───── EXERCISE MATERIAL ─────

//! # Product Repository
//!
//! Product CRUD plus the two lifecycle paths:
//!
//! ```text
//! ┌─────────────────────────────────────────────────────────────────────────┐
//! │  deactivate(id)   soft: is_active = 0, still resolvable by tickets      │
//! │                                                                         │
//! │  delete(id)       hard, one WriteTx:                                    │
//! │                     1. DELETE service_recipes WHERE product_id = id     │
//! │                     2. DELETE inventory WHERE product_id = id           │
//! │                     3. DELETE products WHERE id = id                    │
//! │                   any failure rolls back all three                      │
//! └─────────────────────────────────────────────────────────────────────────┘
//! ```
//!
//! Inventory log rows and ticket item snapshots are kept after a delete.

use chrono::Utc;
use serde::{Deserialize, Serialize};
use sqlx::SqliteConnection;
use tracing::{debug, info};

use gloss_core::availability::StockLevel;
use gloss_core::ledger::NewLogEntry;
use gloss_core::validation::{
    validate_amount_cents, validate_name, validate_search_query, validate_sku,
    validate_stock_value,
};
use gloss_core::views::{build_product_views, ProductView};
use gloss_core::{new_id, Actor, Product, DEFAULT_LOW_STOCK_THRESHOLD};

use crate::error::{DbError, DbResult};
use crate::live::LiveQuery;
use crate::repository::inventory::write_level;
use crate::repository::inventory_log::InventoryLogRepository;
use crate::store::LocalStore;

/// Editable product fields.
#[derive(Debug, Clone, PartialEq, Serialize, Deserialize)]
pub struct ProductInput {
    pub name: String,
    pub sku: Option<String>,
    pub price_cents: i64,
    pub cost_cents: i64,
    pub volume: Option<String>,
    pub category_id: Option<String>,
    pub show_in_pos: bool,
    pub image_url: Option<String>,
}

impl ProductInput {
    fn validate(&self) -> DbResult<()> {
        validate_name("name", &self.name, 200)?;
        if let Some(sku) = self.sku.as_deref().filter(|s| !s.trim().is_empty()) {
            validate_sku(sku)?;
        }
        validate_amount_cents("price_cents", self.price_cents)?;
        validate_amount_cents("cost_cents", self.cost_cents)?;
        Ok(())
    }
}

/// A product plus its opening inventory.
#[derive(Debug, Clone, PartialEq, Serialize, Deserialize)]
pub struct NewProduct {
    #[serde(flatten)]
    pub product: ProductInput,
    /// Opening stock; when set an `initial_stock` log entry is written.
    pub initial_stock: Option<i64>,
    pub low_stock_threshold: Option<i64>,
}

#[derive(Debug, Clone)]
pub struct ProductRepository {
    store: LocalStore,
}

─────
───── EXERCISE MATERIAL ─────

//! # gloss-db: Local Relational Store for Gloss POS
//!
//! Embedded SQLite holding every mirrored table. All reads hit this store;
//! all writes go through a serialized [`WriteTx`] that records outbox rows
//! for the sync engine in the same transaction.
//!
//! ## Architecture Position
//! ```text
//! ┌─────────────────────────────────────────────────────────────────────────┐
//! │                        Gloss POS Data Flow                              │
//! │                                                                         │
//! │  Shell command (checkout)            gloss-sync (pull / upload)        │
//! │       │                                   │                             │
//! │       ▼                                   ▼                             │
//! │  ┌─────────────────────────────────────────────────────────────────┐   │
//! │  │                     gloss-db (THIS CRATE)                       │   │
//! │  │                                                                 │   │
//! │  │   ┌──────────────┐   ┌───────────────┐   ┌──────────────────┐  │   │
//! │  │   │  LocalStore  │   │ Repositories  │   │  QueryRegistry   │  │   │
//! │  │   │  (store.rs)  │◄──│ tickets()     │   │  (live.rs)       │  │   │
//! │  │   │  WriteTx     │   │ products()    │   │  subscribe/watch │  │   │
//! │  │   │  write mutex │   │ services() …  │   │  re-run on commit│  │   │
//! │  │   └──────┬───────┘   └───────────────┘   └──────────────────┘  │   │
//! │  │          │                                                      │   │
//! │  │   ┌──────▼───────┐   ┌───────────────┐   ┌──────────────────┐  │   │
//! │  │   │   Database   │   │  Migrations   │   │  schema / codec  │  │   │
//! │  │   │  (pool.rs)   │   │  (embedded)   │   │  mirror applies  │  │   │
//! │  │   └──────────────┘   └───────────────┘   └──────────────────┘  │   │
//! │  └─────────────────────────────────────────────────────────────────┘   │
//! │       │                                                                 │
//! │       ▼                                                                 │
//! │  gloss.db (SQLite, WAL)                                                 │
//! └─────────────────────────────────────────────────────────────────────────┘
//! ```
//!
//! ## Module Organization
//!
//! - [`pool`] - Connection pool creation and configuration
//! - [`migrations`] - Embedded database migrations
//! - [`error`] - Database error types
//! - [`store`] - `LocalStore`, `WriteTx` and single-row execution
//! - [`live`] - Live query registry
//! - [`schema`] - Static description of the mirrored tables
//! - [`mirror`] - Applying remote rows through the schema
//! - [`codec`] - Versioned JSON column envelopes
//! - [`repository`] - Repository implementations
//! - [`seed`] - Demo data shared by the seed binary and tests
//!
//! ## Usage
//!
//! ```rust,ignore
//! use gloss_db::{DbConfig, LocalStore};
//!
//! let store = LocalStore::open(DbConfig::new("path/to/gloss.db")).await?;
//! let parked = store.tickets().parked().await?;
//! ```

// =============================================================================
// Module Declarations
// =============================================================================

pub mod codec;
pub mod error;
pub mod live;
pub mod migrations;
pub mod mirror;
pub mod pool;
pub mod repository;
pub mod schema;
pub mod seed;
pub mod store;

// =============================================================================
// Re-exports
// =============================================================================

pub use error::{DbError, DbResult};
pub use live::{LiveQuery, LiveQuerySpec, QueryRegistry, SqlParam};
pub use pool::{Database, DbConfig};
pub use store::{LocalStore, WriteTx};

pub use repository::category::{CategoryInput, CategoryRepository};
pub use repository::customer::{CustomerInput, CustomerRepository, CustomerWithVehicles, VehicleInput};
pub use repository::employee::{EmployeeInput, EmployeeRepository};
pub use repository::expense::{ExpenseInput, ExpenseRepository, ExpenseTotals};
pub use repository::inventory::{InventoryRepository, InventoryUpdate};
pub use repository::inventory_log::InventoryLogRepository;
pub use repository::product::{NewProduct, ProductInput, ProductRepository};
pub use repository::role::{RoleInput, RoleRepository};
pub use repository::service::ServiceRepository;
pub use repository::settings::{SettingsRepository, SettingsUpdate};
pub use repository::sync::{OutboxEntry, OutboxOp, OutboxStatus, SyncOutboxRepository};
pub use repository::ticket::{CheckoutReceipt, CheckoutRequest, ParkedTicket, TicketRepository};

─────

## WORK ORDER
Your answer should consist of the lines above that hold the word "serde", copied exactly.

## ANSWER TO THIS PROBLEM
use serde::{Deserialize, Serialize};
    #[serde(flatten)]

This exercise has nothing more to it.